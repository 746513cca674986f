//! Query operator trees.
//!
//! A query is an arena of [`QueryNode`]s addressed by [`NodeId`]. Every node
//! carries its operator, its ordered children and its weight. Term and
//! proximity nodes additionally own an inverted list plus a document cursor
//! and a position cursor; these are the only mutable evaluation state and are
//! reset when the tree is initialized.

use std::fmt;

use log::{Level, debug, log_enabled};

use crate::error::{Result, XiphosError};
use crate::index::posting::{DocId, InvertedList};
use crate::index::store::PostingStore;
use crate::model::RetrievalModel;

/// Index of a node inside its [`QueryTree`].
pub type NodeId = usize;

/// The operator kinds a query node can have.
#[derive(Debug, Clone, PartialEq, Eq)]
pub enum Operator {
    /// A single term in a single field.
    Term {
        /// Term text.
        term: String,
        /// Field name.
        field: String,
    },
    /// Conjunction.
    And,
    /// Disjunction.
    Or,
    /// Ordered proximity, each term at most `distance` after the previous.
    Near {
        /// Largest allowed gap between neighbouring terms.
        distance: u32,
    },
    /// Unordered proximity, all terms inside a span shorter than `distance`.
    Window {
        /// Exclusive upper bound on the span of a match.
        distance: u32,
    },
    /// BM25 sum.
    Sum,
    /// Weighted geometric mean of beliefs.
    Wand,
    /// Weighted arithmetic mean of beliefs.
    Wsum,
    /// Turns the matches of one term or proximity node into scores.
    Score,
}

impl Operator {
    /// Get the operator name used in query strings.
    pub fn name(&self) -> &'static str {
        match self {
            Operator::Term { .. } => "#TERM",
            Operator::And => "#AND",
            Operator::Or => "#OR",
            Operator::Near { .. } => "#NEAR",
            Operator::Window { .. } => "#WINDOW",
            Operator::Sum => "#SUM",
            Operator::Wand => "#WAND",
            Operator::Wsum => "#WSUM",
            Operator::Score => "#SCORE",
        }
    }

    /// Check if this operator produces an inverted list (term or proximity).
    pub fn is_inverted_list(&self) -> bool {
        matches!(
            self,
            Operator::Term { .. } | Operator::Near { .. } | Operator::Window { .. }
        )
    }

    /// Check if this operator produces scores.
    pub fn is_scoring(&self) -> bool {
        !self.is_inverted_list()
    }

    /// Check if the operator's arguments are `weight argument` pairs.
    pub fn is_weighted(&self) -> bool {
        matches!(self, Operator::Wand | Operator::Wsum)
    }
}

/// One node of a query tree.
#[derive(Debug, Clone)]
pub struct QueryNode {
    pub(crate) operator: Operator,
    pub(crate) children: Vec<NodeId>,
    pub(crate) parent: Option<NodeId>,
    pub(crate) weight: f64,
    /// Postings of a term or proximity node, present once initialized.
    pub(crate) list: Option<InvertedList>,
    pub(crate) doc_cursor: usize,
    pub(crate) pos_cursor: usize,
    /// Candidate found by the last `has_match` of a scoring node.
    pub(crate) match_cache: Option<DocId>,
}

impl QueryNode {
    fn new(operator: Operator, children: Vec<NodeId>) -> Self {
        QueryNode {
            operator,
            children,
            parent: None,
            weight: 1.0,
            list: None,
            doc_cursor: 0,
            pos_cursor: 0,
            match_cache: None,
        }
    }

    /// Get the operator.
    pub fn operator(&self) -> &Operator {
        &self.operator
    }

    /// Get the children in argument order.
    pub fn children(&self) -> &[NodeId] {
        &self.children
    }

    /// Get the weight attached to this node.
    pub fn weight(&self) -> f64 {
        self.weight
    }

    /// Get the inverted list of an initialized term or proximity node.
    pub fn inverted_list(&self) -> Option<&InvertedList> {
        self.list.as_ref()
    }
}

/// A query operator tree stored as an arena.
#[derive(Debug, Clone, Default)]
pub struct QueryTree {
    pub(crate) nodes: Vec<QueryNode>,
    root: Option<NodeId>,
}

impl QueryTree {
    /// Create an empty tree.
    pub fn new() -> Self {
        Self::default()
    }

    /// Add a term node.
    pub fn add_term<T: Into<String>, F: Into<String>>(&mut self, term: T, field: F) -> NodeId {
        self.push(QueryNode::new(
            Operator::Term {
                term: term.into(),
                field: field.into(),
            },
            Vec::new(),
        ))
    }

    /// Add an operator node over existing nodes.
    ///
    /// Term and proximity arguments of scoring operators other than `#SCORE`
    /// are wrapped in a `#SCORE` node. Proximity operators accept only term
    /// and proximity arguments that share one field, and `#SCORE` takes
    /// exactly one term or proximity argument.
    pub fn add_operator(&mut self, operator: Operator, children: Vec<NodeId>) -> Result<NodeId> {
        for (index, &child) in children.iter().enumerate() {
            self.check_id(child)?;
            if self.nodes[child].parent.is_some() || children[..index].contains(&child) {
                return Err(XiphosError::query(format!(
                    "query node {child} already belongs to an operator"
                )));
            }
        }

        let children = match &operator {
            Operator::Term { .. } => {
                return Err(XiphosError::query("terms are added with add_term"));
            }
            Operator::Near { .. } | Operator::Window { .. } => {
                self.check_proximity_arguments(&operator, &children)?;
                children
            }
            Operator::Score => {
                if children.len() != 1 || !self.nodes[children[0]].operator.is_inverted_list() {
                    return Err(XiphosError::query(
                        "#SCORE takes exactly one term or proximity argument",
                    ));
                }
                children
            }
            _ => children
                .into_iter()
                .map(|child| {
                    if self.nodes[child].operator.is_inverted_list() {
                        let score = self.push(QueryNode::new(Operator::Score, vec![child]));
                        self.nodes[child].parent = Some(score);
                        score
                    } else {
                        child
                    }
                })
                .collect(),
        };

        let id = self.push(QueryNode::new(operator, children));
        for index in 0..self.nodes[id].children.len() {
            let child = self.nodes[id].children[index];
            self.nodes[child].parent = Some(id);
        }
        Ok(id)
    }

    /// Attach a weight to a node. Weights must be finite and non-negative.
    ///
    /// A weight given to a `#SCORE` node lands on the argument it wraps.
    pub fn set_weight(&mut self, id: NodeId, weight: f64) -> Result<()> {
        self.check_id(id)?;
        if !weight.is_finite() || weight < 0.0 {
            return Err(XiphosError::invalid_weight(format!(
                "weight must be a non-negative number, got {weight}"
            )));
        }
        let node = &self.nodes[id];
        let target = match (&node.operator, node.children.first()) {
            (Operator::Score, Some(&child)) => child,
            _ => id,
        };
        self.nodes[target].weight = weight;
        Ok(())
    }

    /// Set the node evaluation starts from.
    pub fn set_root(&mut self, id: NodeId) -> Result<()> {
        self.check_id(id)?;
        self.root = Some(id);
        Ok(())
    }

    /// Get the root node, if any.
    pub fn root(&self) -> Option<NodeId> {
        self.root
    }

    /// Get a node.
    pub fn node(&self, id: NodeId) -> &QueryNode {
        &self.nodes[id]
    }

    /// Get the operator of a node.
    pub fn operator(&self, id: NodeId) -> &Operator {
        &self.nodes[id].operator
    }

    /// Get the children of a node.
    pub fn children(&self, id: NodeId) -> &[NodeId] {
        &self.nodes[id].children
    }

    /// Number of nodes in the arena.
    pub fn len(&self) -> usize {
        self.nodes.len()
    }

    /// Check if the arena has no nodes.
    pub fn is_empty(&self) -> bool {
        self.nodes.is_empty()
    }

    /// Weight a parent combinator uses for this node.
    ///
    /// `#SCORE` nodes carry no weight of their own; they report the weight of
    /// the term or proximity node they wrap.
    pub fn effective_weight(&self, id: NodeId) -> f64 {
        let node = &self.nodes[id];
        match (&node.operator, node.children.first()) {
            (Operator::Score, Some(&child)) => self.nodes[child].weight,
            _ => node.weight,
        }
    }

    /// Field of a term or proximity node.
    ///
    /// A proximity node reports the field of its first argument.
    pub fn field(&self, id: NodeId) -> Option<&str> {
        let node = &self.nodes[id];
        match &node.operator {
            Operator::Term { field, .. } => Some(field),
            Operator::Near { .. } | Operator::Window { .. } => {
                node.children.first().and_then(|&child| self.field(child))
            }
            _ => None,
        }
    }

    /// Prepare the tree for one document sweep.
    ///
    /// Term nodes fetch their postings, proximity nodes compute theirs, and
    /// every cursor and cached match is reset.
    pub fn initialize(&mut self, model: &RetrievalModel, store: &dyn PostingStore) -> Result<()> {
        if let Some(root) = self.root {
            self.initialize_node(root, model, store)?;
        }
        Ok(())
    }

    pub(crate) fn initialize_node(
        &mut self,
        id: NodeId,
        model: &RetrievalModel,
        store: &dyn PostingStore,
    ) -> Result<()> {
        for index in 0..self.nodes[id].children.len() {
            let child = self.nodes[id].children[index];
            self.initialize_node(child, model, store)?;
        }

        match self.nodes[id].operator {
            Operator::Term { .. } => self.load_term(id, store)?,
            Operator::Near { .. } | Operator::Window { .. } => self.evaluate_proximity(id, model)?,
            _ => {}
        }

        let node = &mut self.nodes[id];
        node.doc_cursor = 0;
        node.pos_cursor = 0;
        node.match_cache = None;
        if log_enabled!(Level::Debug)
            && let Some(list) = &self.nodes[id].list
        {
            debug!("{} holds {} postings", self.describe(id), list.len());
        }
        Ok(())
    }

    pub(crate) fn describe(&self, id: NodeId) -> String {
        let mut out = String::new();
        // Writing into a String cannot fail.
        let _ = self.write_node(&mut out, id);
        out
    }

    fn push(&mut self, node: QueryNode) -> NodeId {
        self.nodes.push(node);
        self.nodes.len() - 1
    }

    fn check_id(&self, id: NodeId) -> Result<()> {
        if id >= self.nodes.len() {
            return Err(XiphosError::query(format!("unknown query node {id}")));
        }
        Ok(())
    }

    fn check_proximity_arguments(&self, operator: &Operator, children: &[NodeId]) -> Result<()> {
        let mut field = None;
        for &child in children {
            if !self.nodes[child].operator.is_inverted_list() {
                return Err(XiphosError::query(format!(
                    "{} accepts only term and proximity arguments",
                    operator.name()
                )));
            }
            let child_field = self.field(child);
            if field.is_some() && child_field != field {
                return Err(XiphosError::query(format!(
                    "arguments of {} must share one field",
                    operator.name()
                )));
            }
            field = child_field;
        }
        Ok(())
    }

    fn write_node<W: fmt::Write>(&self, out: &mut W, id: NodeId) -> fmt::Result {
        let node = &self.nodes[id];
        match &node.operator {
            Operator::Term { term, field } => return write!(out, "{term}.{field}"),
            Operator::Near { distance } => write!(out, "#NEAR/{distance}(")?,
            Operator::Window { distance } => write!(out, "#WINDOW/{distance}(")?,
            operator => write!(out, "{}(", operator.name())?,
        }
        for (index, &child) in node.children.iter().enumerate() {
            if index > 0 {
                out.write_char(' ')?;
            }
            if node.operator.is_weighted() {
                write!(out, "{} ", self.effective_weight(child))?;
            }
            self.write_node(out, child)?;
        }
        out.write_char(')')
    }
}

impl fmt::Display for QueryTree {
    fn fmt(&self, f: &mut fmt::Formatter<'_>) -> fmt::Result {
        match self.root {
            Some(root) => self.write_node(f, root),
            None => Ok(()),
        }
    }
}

------------------------------------

→ Activity: Search the lines above for the string "inside" and copy each line that has it.

→ Task result:
/// Index of a node inside its [`QueryTree`].
    /// Unordered proximity, all terms inside a span shorter than `distance`.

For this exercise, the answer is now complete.